• Exercise:
From the first line to the last, print the data exactly.

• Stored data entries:
--- START ---
//! # Discount Resolver
//!
//! Pure functions computing a monetary discount from a promo code and a
//! subtotal, plus the display string shown next to an applied code.
//!
//! ## Rules
//! - No promo → zero discount
//! - Percentage → `subtotal × bps / 10000`, rounded half up, capped at
//!   the subtotal
//! - Fixed → `min(amount, subtotal)` — never discounts more than the
//!   order is worth
//! - Zero or negative configured values resolve to zero. A promo code
//!   must never turn into a surcharge, whatever the data source holds.

use crate::money::Money;
use crate::types::{Discount, PromoCode, TaxRate};

/// Computes the monetary discount an active promo code grants on a
/// subtotal.
///
/// ## Example
/// ```rust
/// use atelier_core::discount::calculate_discount;
/// use atelier_core::money::Money;
/// use atelier_core::types::{Discount, PromoCode};
///
/// let promo = PromoCode {
///     code: "SUMMER10".to_string(),
///     discount: Discount::Percentage { bps: 1000 }, // 10%
///     expires_at: None,
/// };
///
/// let subtotal = Money::from_cents(5000); // $50.00
/// assert_eq!(calculate_discount(Some(&promo), subtotal).cents(), 500);
/// assert_eq!(calculate_discount(None, subtotal).cents(), 0);
/// ```
pub fn calculate_discount(promo: Option<&PromoCode>, subtotal: Money) -> Money {
    let Some(promo) = promo else {
        return Money::zero();
    };

    if !subtotal.is_positive() {
        return Money::zero();
    }

    let raw = match promo.discount {
        Discount::Percentage { bps } => {
            if bps == 0 {
                return Money::zero();
            }
            subtotal.apply_rate(TaxRate::from_bps(bps))
        }
        Discount::Fixed { amount_cents } => {
            if amount_cents <= 0 {
                return Money::zero();
            }
            Money::from_cents(amount_cents)
        }
    };

    // Cap at the subtotal: a 150% code or a $60 code on a $50 order
    // discounts the order to free, not past it.
    if raw > subtotal {
        subtotal
    } else {
        raw
    }
}

/// Formats the discount a promo code grants for display.
///
/// Percentage codes render as `"10%"` (or `"8.25%"` for fractional
/// rates), fixed codes as `"$5.00"`.
pub fn discount_display(promo: &PromoCode) -> String {
    match promo.discount {
        Discount::Percentage { bps } => {
            if bps % 100 == 0 {
                format!("{}%", bps / 100)
            } else {
                let formatted = format!("{:.2}", bps as f64 / 100.0);
                let trimmed = formatted.trim_end_matches('0').trim_end_matches('.');
                format!("{}%", trimmed)
            }
        }
        Discount::Fixed { amount_cents } => format!("{}", Money::from_cents(amount_cents)),
    }
}

// =============================================================================
// Unit Tests
// =============================================================================

#[cfg(test)]
mod tests {
    use super::*;

    fn percentage(bps: u32) -> PromoCode {
        PromoCode {
            code: "PCT".to_string(),
            discount: Discount::Percentage { bps },
            expires_at: None,
        }
    }

    fn fixed(amount_cents: i64) -> PromoCode {
        PromoCode {
            code: "FIXED".to_string(),
            discount: Discount::Fixed { amount_cents },
            expires_at: None,
        }
    }

    #[test]
    fn test_no_promo_is_zero() {
        assert_eq!(calculate_discount(None, Money::from_cents(5000)).cents(), 0);
    }

    #[test]
    fn test_percentage_discount() {
        // $50.00 at 10% = $5.00
        let promo = percentage(1000);
        assert_eq!(
            calculate_discount(Some(&promo), Money::from_cents(5000)).cents(),
            500
        );
    }

    #[test]
    fn test_percentage_discount_rounding() {
        // $10.99 at 8.25% = $0.9067 → $0.91
        let promo = percentage(825);
        assert_eq!(
            calculate_discount(Some(&promo), Money::from_cents(1099)).cents(),
            91
        );
    }

    #[test]
    fn test_percentage_never_exceeds_subtotal() {
        // 150% caps at the subtotal
        let promo = percentage(15000);
        assert_eq!(
            calculate_discount(Some(&promo), Money::from_cents(5000)).cents(),
            5000
        );
    }

    #[test]
    fn test_fixed_discount_capped_at_subtotal() {
        // $60.00 off a $50.00 order discounts exactly $50.00
        let promo = fixed(6000);
        assert_eq!(
            calculate_discount(Some(&promo), Money::from_cents(5000)).cents(),
            5000
        );

        // $5.00 off a $50.00 order discounts $5.00
        let promo = fixed(500);
        assert_eq!(
            calculate_discount(Some(&promo), Money::from_cents(5000)).cents(),
            500
        );
    }

    #[test]
    fn test_zero_and_negative_values_resolve_to_zero() {
        assert_eq!(
            calculate_discount(Some(&percentage(0)), Money::from_cents(5000)).cents(),
            0
        );
        assert_eq!(
            calculate_discount(Some(&fixed(0)), Money::from_cents(5000)).cents(),
            0
        );
        // A negative fixed amount must not become a surcharge
        assert_eq!(
            calculate_discount(Some(&fixed(-500)), Money::from_cents(5000)).cents(),
            0
        );
    }

    #[test]
    fn test_zero_subtotal_is_zero_discount() {
        assert_eq!(
            calculate_discount(Some(&percentage(1000)), Money::zero()).cents(),
            0
        );
    }

    #[test]
    fn test_discount_display() {
        assert_eq!(discount_display(&percentage(1000)), "10%");
        assert_eq!(discount_display(&percentage(825)), "8.25%");
        assert_eq!(discount_display(&percentage(1050)), "10.5%");
        assert_eq!(discount_display(&fixed(500)), "$5.00");
    }
}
--- END ---
• Exercise response:
//! # Discount Resolver
//!
//! Pure functions computing a monetary discount from a promo code and a
//! subtotal, plus the display string shown next to an applied code.
//!
//! ## Rules
//! - No promo → zero discount
//! - Percentage → `subtotal × bps / 10000`, rounded half up, capped at
//!   the subtotal
//! - Fixed → `min(amount, subtotal)` — never discounts more than the
//!   order is worth
//! - Zero or negative configured values resolve to zero. A promo code
//!   must never turn into a surcharge, whatever the data source holds.

use crate::money::Money;
use crate::types::{Discount, PromoCode, TaxRate};

/// Computes the monetary discount an active promo code grants on a
/// subtotal.
///
/// ## Example
/// ```rust
/// use atelier_core::discount::calculate_discount;
/// use atelier_core::money::Money;
/// use atelier_core::types::{Discount, PromoCode};
///
/// let promo = PromoCode {
///     code: "SUMMER10".to_string(),
///     discount: Discount::Percentage { bps: 1000 }, // 10%
///     expires_at: None,
/// };
///
/// let subtotal = Money::from_cents(5000); // $50.00
/// assert_eq!(calculate_discount(Some(&promo), subtotal).cents(), 500);
/// assert_eq!(calculate_discount(None, subtotal).cents(), 0);
/// ```
pub fn calculate_discount(promo: Option<&PromoCode>, subtotal: Money) -> Money {
    let Some(promo) = promo else {
        return Money::zero();
    };

    if !subtotal.is_positive() {
        return Money::zero();
    }

    let raw = match promo.discount {
        Discount::Percentage { bps } => {
            if bps == 0 {
                return Money::zero();
            }
            subtotal.apply_rate(TaxRate::from_bps(bps))
        }
        Discount::Fixed { amount_cents } => {
            if amount_cents <= 0 {
                return Money::zero();
            }
            Money::from_cents(amount_cents)
        }
    };

    // Cap at the subtotal: a 150% code or a $60 code on a $50 order
    // discounts the order to free, not past it.
    if raw > subtotal {
        subtotal
    } else {
        raw
    }
}

/// Formats the discount a promo code grants for display.
///
/// Percentage codes render as `"10%"` (or `"8.25%"` for fractional
/// rates), fixed codes as `"$5.00"`.
pub fn discount_display(promo: &PromoCode) -> String {
    match promo.discount {
        Discount::Percentage { bps } => {
            if bps % 100 == 0 {
                format!("{}%", bps / 100)
            } else {
                let formatted = format!("{:.2}", bps as f64 / 100.0);
                let trimmed = formatted.trim_end_matches('0').trim_end_matches('.');
                format!("{}%", trimmed)
            }
        }
        Discount::Fixed { amount_cents } => format!("{}", Money::from_cents(amount_cents)),
    }
}

// =============================================================================
// Unit Tests
// =============================================================================

#[cfg(test)]
mod tests {
    use super::*;

    fn percentage(bps: u32) -> PromoCode {
        PromoCode {
            code: "PCT".to_string(),
            discount: Discount::Percentage { bps },
            expires_at: None,
        }
    }

    fn fixed(amount_cents: i64) -> PromoCode {
        PromoCode {
            code: "FIXED".to_string(),
            discount: Discount::Fixed { amount_cents },
            expires_at: None,
        }
    }

    #[test]
    fn test_no_promo_is_zero() {
        assert_eq!(calculate_discount(None, Money::from_cents(5000)).cents(), 0);
    }

    #[test]
    fn test_percentage_discount() {
        // $50.00 at 10% = $5.00
        let promo = percentage(1000);
        assert_eq!(
            calculate_discount(Some(&promo), Money::from_cents(5000)).cents(),
            500
        );
    }

    #[test]
    fn test_percentage_discount_rounding() {
        // $10.99 at 8.25% = $0.9067 → $0.91
        let promo = percentage(825);
        assert_eq!(
            calculate_discount(Some(&promo), Money::from_cents(1099)).cents(),
            91
        );
    }

    #[test]
    fn test_percentage_never_exceeds_subtotal() {
        // 150% caps at the subtotal
        let promo = percentage(15000);
        assert_eq!(
            calculate_discount(Some(&promo), Money::from_cents(5000)).cents(),
            5000
        );
    }

    #[test]
    fn test_fixed_discount_capped_at_subtotal() {
        // $60.00 off a $50.00 order discounts exactly $50.00
        let promo = fixed(6000);
        assert_eq!(
            calculate_discount(Some(&promo), Money::from_cents(5000)).cents(),
            5000
        );

        // $5.00 off a $50.00 order discounts $5.00
        let promo = fixed(500);
        assert_eq!(
            calculate_discount(Some(&promo), Money::from_cents(5000)).cents(),
            500
        );
    }

    #[test]
    fn test_zero_and_negative_values_resolve_to_zero() {
        assert_eq!(
            calculate_discount(Some(&percentage(0)), Money::from_cents(5000)).cents(),
            0
        );
        assert_eq!(
            calculate_discount(Some(&fixed(0)), Money::from_cents(5000)).cents(),
            0
        );
        // A negative fixed amount must not become a surcharge
        assert_eq!(
            calculate_discount(Some(&fixed(-500)), Money::from_cents(5000)).cents(),
            0
        );
    }

    #[test]
    fn test_zero_subtotal_is_zero_discount() {
        assert_eq!(
            calculate_discount(Some(&percentage(1000)), Money::zero()).cents(),
            0
        );
    }

    #[test]
    fn test_discount_display() {
        assert_eq!(discount_display(&percentage(1000)), "10%");
        assert_eq!(discount_display(&percentage(825)), "8.25%");
        assert_eq!(discount_display(&percentage(1050)), "10.5%");
        assert_eq!(discount_display(&fixed(500)), "$5.00");
    }
}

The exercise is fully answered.